===== THE RECORDS =====

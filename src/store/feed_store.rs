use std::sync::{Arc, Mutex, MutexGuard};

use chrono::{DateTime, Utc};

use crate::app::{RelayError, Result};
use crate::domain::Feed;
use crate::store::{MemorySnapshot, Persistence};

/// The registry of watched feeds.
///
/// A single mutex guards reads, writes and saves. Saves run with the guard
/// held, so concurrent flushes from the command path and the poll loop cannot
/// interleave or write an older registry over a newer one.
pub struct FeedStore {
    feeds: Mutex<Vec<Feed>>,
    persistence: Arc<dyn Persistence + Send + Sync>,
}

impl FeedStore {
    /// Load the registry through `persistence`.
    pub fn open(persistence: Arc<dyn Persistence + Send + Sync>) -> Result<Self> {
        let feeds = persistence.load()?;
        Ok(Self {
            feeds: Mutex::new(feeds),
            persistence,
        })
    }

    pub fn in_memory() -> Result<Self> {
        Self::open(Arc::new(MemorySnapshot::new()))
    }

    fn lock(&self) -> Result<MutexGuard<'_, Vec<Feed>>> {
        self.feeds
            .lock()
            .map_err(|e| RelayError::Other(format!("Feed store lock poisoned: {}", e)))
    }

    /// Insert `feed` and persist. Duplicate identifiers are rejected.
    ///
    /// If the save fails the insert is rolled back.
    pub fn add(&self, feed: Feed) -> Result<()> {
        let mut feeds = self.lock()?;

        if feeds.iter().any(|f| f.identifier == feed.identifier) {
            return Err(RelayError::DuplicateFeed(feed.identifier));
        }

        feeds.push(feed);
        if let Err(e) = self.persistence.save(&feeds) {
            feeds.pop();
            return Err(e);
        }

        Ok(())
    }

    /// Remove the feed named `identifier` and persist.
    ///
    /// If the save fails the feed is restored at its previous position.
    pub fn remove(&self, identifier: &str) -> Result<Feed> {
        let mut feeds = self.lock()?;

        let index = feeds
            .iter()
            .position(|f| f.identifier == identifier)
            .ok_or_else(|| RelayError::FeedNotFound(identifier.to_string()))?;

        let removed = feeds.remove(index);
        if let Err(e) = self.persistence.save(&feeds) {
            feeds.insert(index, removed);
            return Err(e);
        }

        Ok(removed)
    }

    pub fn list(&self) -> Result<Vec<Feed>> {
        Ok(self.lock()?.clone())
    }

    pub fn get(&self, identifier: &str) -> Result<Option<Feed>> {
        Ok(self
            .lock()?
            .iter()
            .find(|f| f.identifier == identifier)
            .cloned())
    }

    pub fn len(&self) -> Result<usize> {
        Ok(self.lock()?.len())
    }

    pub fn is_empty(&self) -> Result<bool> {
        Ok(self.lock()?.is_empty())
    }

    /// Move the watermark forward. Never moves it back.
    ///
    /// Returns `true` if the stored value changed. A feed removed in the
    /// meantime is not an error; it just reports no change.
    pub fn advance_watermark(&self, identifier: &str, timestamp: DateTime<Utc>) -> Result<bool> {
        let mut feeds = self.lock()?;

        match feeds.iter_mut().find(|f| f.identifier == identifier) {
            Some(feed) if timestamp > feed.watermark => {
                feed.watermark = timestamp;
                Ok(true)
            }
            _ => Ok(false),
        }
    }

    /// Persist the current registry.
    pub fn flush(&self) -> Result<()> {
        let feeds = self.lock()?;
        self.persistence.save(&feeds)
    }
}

=====

■ TASK OBJECTIVE
Copy out only the lines above from the one with "of watched feeds." to the one with "feeds.pop();", inclusive, exactly as they stand.

■ RESULT OF THIS EXERCISE
/// The registry of watched feeds.
///
/// A single mutex guards reads, writes and saves. Saves run with the guard
/// held, so concurrent flushes from the command path and the poll loop cannot
/// interleave or write an older registry over a newer one.
pub struct FeedStore {
    feeds: Mutex<Vec<Feed>>,
    persistence: Arc<dyn Persistence + Send + Sync>,
}

impl FeedStore {
    /// Load the registry through `persistence`.
    pub fn open(persistence: Arc<dyn Persistence + Send + Sync>) -> Result<Self> {
        let feeds = persistence.load()?;
        Ok(Self {
            feeds: Mutex::new(feeds),
            persistence,
        })
    }

    pub fn in_memory() -> Result<Self> {
        Self::open(Arc::new(MemorySnapshot::new()))
    }

    fn lock(&self) -> Result<MutexGuard<'_, Vec<Feed>>> {
        self.feeds
            .lock()
            .map_err(|e| RelayError::Other(format!("Feed store lock poisoned: {}", e)))
    }

    /// Insert `feed` and persist. Duplicate identifiers are rejected.
    ///
    /// If the save fails the insert is rolled back.
    pub fn add(&self, feed: Feed) -> Result<()> {
        let mut feeds = self.lock()?;

        if feeds.iter().any(|f| f.identifier == feed.identifier) {
            return Err(RelayError::DuplicateFeed(feed.identifier));
        }

        feeds.push(feed);
        if let Err(e) = self.persistence.save(&feeds) {
            feeds.pop();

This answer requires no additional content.